Cats have varied personality traits that often present themselves from a young age with research depicting a model to identify 52 personality traits in cats called ‘The Feline Five’.  A team of researchers have written this research based at the University of South Australia.

 ‘The Feline Five’ has identified five factors:

  1. Impulsiveness: erratic and reckless behaviour
  2. Dominance: bullying, jealousy, aggression towards other cats
  3. Agreeableness: affection, gentleness, friendliness towards people
  4. Extraversion: vigilance, inquisitiveness, inventiveness, playfulness
  5. Neuroticism: insecurity, anxiety, fear of people, suspicion, shyness

American Veterinarian – JoAnna Pendergrass

https://www.americanveterinarian.com/news/feline-5-key-personality-factors-of-pet-cats

Milo had come from a territorial household and as a kitten had not really found his true personality being neurotic, agreeable and an extrovert in parts.  Milo showed his insecurities and shyness although there was a lovely agreeableness in him and a willingness to accept affection, love, gentleness and a sneaky playful temperament so trying to balance him in an overly dominant household was always going to be hard.

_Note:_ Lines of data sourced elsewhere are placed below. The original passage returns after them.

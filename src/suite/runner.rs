//! Scenario runner
//!
//! Each scenario gets its own session and its own [`PageObject`]; nothing is
//! shared between scenarios. A scenario that overruns its timeout is dropped
//! mid-flight and its session is still closed.

use super::report::{ScenarioResult, ScenarioStatus, SuiteReport};
use crate::config::{Env, PageConfig};
use crate::driver::{ChromeBrowser, Driver};
use crate::error::{Result, UiError};
use crate::page::PageObject;
use async_trait::async_trait;
use futures::future::BoxFuture;
use futures::{Future, StreamExt};
use std::path::{Path, PathBuf};
use std::time::{Duration, Instant};

type ScenarioFn = dyn for<'a> Fn(&'a PageObject) -> BoxFuture<'a, Result<()>> + Send + Sync;

/// A named test body run against a fresh page
pub struct Scenario {
    name: String,
    body: Box<ScenarioFn>,
}

impl Scenario {
    pub fn new<F>(name: impl Into<String>, body: F) -> Self
    where
        F: for<'a> Fn(&'a PageObject) -> BoxFuture<'a, Result<()>> + Send + Sync + 'static,
    {
        Self {
            name: name.into(),
            body: Box::new(body),
        }
    }

    pub fn name(&self) -> &str {
        &self.name
    }
}

/// Ordered set of scenarios
pub struct Suite {
    pub name: String,
    pub description: String,
    pub scenarios: Vec<Scenario>,
}

impl Suite {
    pub fn new(name: impl Into<String>, description: impl Into<String>) -> Self {
        Self {
            name: name.into(),
            description: description.into(),
            scenarios: Vec::new(),
        }
    }

    pub fn add(&mut self, scenario: Scenario) {
        self.scenarios.push(scenario);
    }

    /// Keep only scenarios whose name contains `pattern`
    pub fn retain_matching(&mut self, pattern: &str) {
        self.scenarios.retain(|s| s.name.contains(pattern));
    }

    pub fn scenario_names(&self) -> Vec<&str> {
        self.scenarios.iter().map(Scenario::name).collect()
    }
}

/// Hands out one fresh session per scenario
#[async_trait]
pub trait SessionFactory: Send + Sync {
    async fn new_session(&self) -> Result<Box<dyn Driver>>;
}

#[async_trait]
impl SessionFactory for ChromeBrowser {
    async fn new_session(&self) -> Result<Box<dyn Driver>> {
        let session = self.open_session().await?;
        Ok(Box::new(session))
    }
}

/// Run a named step, logging it and tagging any failure with its name
pub async fn step<T, F>(name: &str, fut: F) -> Result<T>
where
    F: Future<Output = Result<T>>,
{
    log::info!("Step: {}", name);
    fut.await.map_err(|e| UiError::Step {
        step: name.to_string(),
        source: Box::new(e),
    })
}

#[derive(Debug, Clone)]
pub struct RunnerConfig {
    pub page: PageConfig,
    pub scenario_timeout: Duration,
    /// Scenarios in flight at once; 1 runs them serially
    pub workers: usize,
    /// Where failure screenshots go; `None` disables them
    pub screenshot_dir: Option<PathBuf>,
}

impl Default for RunnerConfig {
    fn default() -> Self {
        Self {
            page: PageConfig::default(),
            scenario_timeout: Duration::from_millis(crate::config::DEFAULT_SCENARIO_TIMEOUT_MS),
            workers: 1,
            screenshot_dir: None,
        }
    }
}

impl RunnerConfig {
    pub fn from_env(env: &Env) -> Self {
        Self {
            page: env.page_config(),
            scenario_timeout: env.scenario_timeout,
            workers: 1,
            screenshot_dir: Some(env.report_dir.join("screenshots")),
        }
    }
}

pub struct SuiteRunner {
    config: RunnerConfig,
}

impl SuiteRunner {
    pub fn new(config: RunnerConfig) -> Self {
        Self { config }
    }

    pub fn config(&self) -> &RunnerConfig {
        &self.config
    }

    /// Run every scenario of `suite`; results keep registration order.
    pub async fn run(&self, suite: &Suite, sessions: &dyn SessionFactory) -> SuiteReport {
        log::info!(
            "=== Starting suite {} - {} ({} scenarios) ===",
            suite.name,
            suite.description,
            suite.scenarios.len()
        );

        let results: Vec<ScenarioResult> = futures::stream::iter(suite.scenarios.iter())
            .map(|scenario| self.run_scenario(scenario, sessions))
            .buffered(self.config.workers.max(1))
            .collect()
            .await;

        let mut report = SuiteReport::new(&suite.name, &suite.description);
        for result in results {
            report.add_result(result);
        }

        log::info!(
            "=== Suite {} completed: {} passed, {} failed ===",
            suite.name,
            report.passed,
            report.failed
        );
        report
    }

    async fn run_scenario(
        &self,
        scenario: &Scenario,
        sessions: &dyn SessionFactory,
    ) -> ScenarioResult {
        let started = Instant::now();
        log::info!("Scenario: {}", scenario.name);

        let driver = match sessions.new_session().await {
            Ok(driver) => driver,
            Err(e) => {
                log::error!("Could not open a session for {}: {}", scenario.name, e);
                return ScenarioResult::failed(
                    &scenario.name,
                    started.elapsed(),
                    format!("Failed to open session: {}", e),
                );
            }
        };
        let page = PageObject::new(driver, self.config.page);

        let outcome =
            tokio::time::timeout(self.config.scenario_timeout, (scenario.body)(&page)).await;
        let mut result = match outcome {
            Ok(Ok(())) => ScenarioResult::passed(&scenario.name, started.elapsed()),
            Ok(Err(e)) => {
                log::error!("Scenario {} failed: {}", scenario.name, e);
                ScenarioResult::failed(&scenario.name, started.elapsed(), e.to_string())
            }
            Err(_) => {
                let e = UiError::Timeout(format!(
                    "scenario exceeded {:?}",
                    self.config.scenario_timeout
                ));
                log::error!("Scenario {} aborted: {}", scenario.name, e);
                ScenarioResult {
                    status: ScenarioStatus::TimedOut,
                    ..ScenarioResult::failed(&scenario.name, started.elapsed(), e.to_string())
                }
            }
        };

        if !result.is_passed() {
            if let Some(dir) = &self.config.screenshot_dir {
                result.screenshot = capture_screenshot(page.driver(), dir, &scenario.name).await;
            }
        }

        if let Err(e) = page.close().await {
            log::warn!("Failed to close session for {}: {}", scenario.name, e);
        }
        result
    }
}

async fn capture_screenshot(driver: &dyn Driver, dir: &Path, scenario: &str) -> Option<PathBuf> {
    let bytes = match driver.screenshot().await {
        Ok(bytes) => bytes,
        Err(e) => {
            log::warn!("Could not capture screenshot for {}: {}", scenario, e);
            return None;
        }
    };

    let path = dir.join(format!("{}.png", file_stem(scenario)));
    let written = async {
        tokio::fs::create_dir_all(dir).await?;
        tokio::fs::write(&path, bytes).await
    }
    .await;

    match written {
        Ok(()) => Some(path),
        Err(e) => {
            log::warn!("Could not save screenshot {}: {}", path.display(), e);
            None
        }
    }
}

/// Scenario name reduced to a safe file name
pub fn file_stem(name: &str) -> String {
    let stem: String = name
        .chars()
        .map(|c| if c.is_ascii_alphanumeric() { c.to_ascii_lowercase() } else { '_' })
        .collect();
    let stem = stem.trim_matches('_').to_string();
    if stem.is_empty() {
        "scenario".to_string()
    } else {
        stem
    }
}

As Milo settled in to life in my household it became apparent that some anxiety issues had taken hold of him; I discovered almost immediately he would urinate on bedding and on soft furnishing and during the first few days of Milo coming to live with us I had to restrict his access to areas within my home.  I am not averse to allowing my fur babies to sleep alongside me and it would break my heart to hear him cry outside my room.  It just seemed strange that I was not informed of these issues and it did become apparent he had been doing it for some time prior to my adoption but I was not about to give up on him any time soon.

There is always a why; a reason for any situation we find ourselves in whether that is logical or illogical we do things for a reason even in the animal kingdom so my challenge was to find a way to help him overcome his little problem.  First thing is first I needed to figure out what was going on in little Milo’s head and I am certainly not a Cat Whisperer by any means but I have learned a lot over the last few months on trying to solve this issue. Logically speaking where did Milo come from and why did he come to me?  The answer was glaring me in the face as he had come from a territorial household and one where he felt intimidated and unsafe so my mission was to make him feel loved, and safe.  I also did not want to prevent him access to me, as I feared this might make him more anxious.  Whenever Milo urinated on my bed he urinated around me sometimes whilst standing on me so the answer was he was claiming ownership of me; and his territory. I had to make him understand he already had me; ‘hook, line & sinker’ to coin a phrase and he was showered with as much affection as he wanted under his terms as he was still a little anxious.  I cat proofed my soft furnishings and although my home might have looked like a vision of shrink wrap heaven having covered my soft furnishings and bedding in decorating plastic it meant that I did not have to spend any more of my free time at the Laundrette.

Shrink Wrap Heaven

The next phase now was to make his litter boxes more inviting so I discovered an interesting product called ‘Cat Litter Attractant’ which is very similar to a Cat Nip of sorts and the smell attracts them to the Litter Box.  I also combined that with three different litter boxes with different cat litters in and one with a towel to research whether he preferred a different footing underneath his paws from soft, pellet or stone.  The final step was to prevent him from going to the areas where he had sprayed in the past by eliminating the risk so I carefully washed the areas that I had identified and purchased a cat odour neutraliser with a lemon scent that cats dislike.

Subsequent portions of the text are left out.